It’s gone so far that they’re now sending them from our internal domains, so when the banner to warn me it was an external email wasn’t there, I also got got.



I used to work for an anti-phishing focused brand protection firm, we provide training and testing to third parties and heavily, aggressively dog-fooded our own products.

So, of course, we got to a point as a company where no one opened any email or clicked any link ever. This caused HR pain every year during open-enrollment season, for other annual trainings, etc.

At one point they started putting “THIS IS NOT A PHISH” in big red letters at the top of the email body to get folks to open emails and handle paperwork.

So then our trainers stole the “NOT A PHISH” header and got almost the entire company with that one email.


At a previous position, I had a rather strained relationship with the IT department - they were very slow to fill requests and maintained an extremely locked down windows server that we were supposed to develop for. It wasn't the worse environment, but the constant red tape was pretty frustrating.

I got got when they sent out a phishing test email disguised as a survey of user satisfaction with the IT department. Honestly I couldn't even be mad about it - it looked like all those other sketchy corporate surveys complete with a link to a domain similar to Qualtrics (I think it was one or two letters off).


TBH this is probably the best argument for actually conducting phishing pentests. It shuts up the technical users who think they're too smart to need the handrails and safety nets that the IT department set up for the rest of the average plebs who work there.

(Speaking as one of the technical users here. Of course, it wouldn't happen to ME! :P )


If you never read your emails, it's hard for them to get you with phishing emails.


if you've got email filters set up that sort emails by (dkim-verified) sender into folders, phishing becomes immediate obvious as you start to wonder why it isn't sorted into the right folder.


I'd heard that the spammers are better at using DKIM correctly than legitimate users nowadays... ?


I dunno, if I get phishing emails in my inbox I feel like a certain team has already failed. We have a firewall that blocks anything non- approved. Do the same thing with emails.


My former company would send out rewards as a thank you to employees. It was basically a “click here to receive your free gift!” email. I kept telling the security team that this was a TERRIBLE president but it continued none the less. The first time I got one I didn’t open it for ages, even after confirming the company was real. It was only after like the 5th nagging email that I asked security about it and they confirmed that it was in fact a real thing the company was using. I got a roomba, a nice outdoor chair, and some sweet headphones. =)


I'm pretty sure you meant "terrible precedent" but I giggled a bit thinking "yeah the company president is pretty bad for forcing this".

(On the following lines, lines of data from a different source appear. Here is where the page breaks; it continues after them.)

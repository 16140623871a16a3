//! Viewer handle and runtime task.
//!
//! [`ViewerClient::builder`] configures a viewer and spawns a tokio task
//! that owns the [`ViewerCore`], the live socket and the timers. The
//! returned [`ViewerClient`] is a cheap, cloneable handle that forwards
//! commands to that task.
//!
//! # Example
//!
//! ```no_run
//! use edge_viewer::{LogRenderer, ViewerClient};
//!
//! # async fn example() -> edge_viewer::Result<()> {
//! let viewer = ViewerClient::builder()
//!     .url("ws://192.168.1.20:8765")
//!     .renderer(LogRenderer)
//!     .spawn()?;
//!
//! let mut events = viewer.subscribe();
//! while let Ok(event) = events.recv().await {
//!     println!("{event:?}");
//! }
//! # Ok(())
//! # }
//! ```

// ============================================================================
// Imports
// ============================================================================

use std::sync::Arc;
use std::time::{Duration, Instant};

use parking_lot::Mutex;
use rand::SeedableRng;
use rand::rngs::StdRng;
use serde_json::Value;
use tokio::sync::{broadcast, mpsc};
use tracing::{debug, info, warn};

use crate::config::{ConnectionConfig, PageLocation, validate_ws_url};
use crate::error::{Error, Result};
use crate::frame::Frame;
use crate::protocol::PairingOffer;
use crate::stats::{FrameStats, StatsPatch};
use crate::transport::{Connection, SocketEvent};

use super::core::{Action, ViewerCore};
use super::event::ViewerEvent;
use super::render::{NullRenderer, Renderer};
use super::state::ConnectionStatus;

// ============================================================================
// Constants
// ============================================================================

/// Default capacity of the event broadcast channel.
pub const DEFAULT_EVENT_CAPACITY: usize = 256;

// ============================================================================
// Types
// ============================================================================

/// Commands forwarded to the runtime task.
enum ViewerCommand {
    Connect(Option<String>),
    Disconnect,
    SetAutoReconnect(bool),
    PushFrame {
        data: String,
        stats: Option<StatsPatch>,
    },
    RefreshFrame,
    ToggleMode,
    LoadDemo,
    Shutdown,
}

/// Timer expirations delivered back to the runtime task.
#[derive(Debug, Clone, Copy)]
enum TimerFired {
    Reconnect(u64),
    Refresh,
}

/// State published after every input the task processes.
#[derive(Debug, Clone)]
struct Snapshot {
    status: ConnectionStatus,
    stats: FrameStats,
}

// ============================================================================
// ViewerBuilder
// ============================================================================

/// Builder for a [`ViewerClient`].
///
/// Use [`ViewerClient::builder()`] to create one.
pub struct ViewerBuilder {
    config: ConnectionConfig,
    renderer: Option<Box<dyn Renderer>>,
    demo_frame: Option<Frame>,
    connect_on_start: bool,
    event_capacity: usize,
}

impl Default for ViewerBuilder {
    fn default() -> Self {
        Self {
            config: ConnectionConfig::default(),
            renderer: None,
            demo_frame: None,
            connect_on_start: true,
            event_capacity: DEFAULT_EVENT_CAPACITY,
        }
    }
}

impl ViewerBuilder {
    /// Creates a builder with default settings.
    #[inline]
    #[must_use]
    pub fn new() -> Self {
        Self::default()
    }

    /// Replaces the whole connection configuration.
    #[inline]
    #[must_use]
    pub fn config(mut self, config: ConnectionConfig) -> Self {
        self.config = config;
        self
    }

    /// Sets the endpoint.
    #[inline]
    #[must_use]
    pub fn url(mut self, url: impl Into<String>) -> Self {
        self.config.url = url.into();
        self
    }

    /// Derives the endpoint from the hosting page.
    ///
    /// A `ws` query parameter wins; otherwise the page host on port 8765
    /// is used.
    #[inline]
    #[must_use]
    pub fn page(mut self, page: &PageLocation) -> Self {
        self.config.url = page.ws_url();
        self
    }

    /// Enables or disables automatic reconnection.
    #[inline]
    #[must_use]
    pub fn auto_reconnect(mut self, enabled: bool) -> Self {
        self.config.auto_reconnect = enabled;
        self
    }

    /// Sets the base reconnect interval.
    #[inline]
    #[must_use]
    pub fn reconnect_interval(mut self, interval: Duration) -> Self {
        self.config.reconnect_interval = interval;
        self
    }

    /// Sets the automatic reconnect cap.
    #[inline]
    #[must_use]
    pub fn max_reconnect_attempts(mut self, attempts: u32) -> Self {
        self.config.max_reconnect_attempts = attempts;
        self
    }

    /// Sets the display surface. Defaults to [`NullRenderer`].
    #[inline]
    #[must_use]
    pub fn renderer(mut self, renderer: impl Renderer + 'static) -> Self {
        self.renderer = Some(Box::new(renderer));
        self
    }

    /// Replaces the bundled demo frame.
    #[inline]
    #[must_use]
    pub fn demo_frame(mut self, frame: Frame) -> Self {
        self.demo_frame = Some(frame);
        self
    }

    /// Whether to dial as soon as the task starts. Defaults to `true`.
    #[inline]
    #[must_use]
    pub fn connect_on_start(mut self, connect: bool) -> Self {
        self.connect_on_start = connect;
        self
    }

    /// Sets the event channel capacity.
    #[inline]
    #[must_use]
    pub fn event_capacity(mut self, capacity: usize) -> Self {
        self.event_capacity = capacity;
        self
    }

    /// Validates the configuration and spawns the viewer task.
    ///
    /// # Errors
    ///
    /// - [`Error::InvalidUrl`] if the endpoint is not a `ws`/`wss` URL
    /// - [`Error::Config`] if the event capacity is zero or no tokio
    ///   runtime is running
    pub fn spawn(self) -> Result<ViewerClient> {
        self.validate()?;

        let Self {
            config,
            renderer,
            demo_frame,
            connect_on_start,
            event_capacity,
        } = self;

        let (events, _) = broadcast::channel(event_capacity);
        let (command_tx, command_rx) = mpsc::unbounded_channel();
        let (socket_tx, socket_rx) = mpsc::unbounded_channel();
        let (timer_tx, timer_rx) = mpsc::unbounded_channel();

        let renderer = renderer.unwrap_or_else(|| Box::new(NullRenderer));
        let mut core = ViewerCore::new(config, renderer, events.clone());
        if let Some(frame) = demo_frame {
            core.set_demo_frame(frame);
        }

        let shared = Arc::new(Mutex::new(Snapshot {
            status: core.status(),
            stats: core.stats().clone(),
        }));

        info!(url = %core.config().url, connect_on_start, "Starting viewer");

        let task = ViewerTask {
            core,
            socket: None,
            socket_tx,
            timer_tx,
            shared: Arc::clone(&shared),
            rng: StdRng::from_entropy(),
        };
        tokio::spawn(task.run(command_rx, socket_rx, timer_rx, connect_on_start));

        Ok(ViewerClient {
            command_tx,
            shared,
            events,
        })
    }

    fn validate(&self) -> Result<()> {
        validate_ws_url(&self.config.url)?;

        if self.event_capacity == 0 {
            return Err(Error::config("event capacity must be non-zero"));
        }

        if tokio::runtime::Handle::try_current().is_err() {
            return Err(Error::config(
                "the viewer must be spawned from within a tokio runtime",
            ));
        }

        Ok(())
    }
}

I kinda want to start using "setting a terrible president" now and see who calls me out on it. :D


There are SO MANY terrible practices like this carried out by companies big enough to know better. From registering new domains for email addresses (for a while a BigCorp customer of ours had a mix of @bigcorp.com and @bigcorp2.com email addresses, how the hell is any user meant to guess that MediumCorp hasn't also spun up a mediumcorp2.com mail server?!) to FedEx sending "click this link to pay import duties" texts from random unaffiliated (probably personal?) mobile numbers as their primary method of contacting recipients for import duties... The internet (like credit cards) is built on and around trust, and it shouldn't be.

Congrats on the loot, though! Your former company can't be all bad. ;)


>mix of @bigcorp.com and @bigcorp2.com

This pisses me off when the company I work for as a website for the new application for the week. I couldn't even begin to tell you how many websites we have. They don't have a list of them anywhere.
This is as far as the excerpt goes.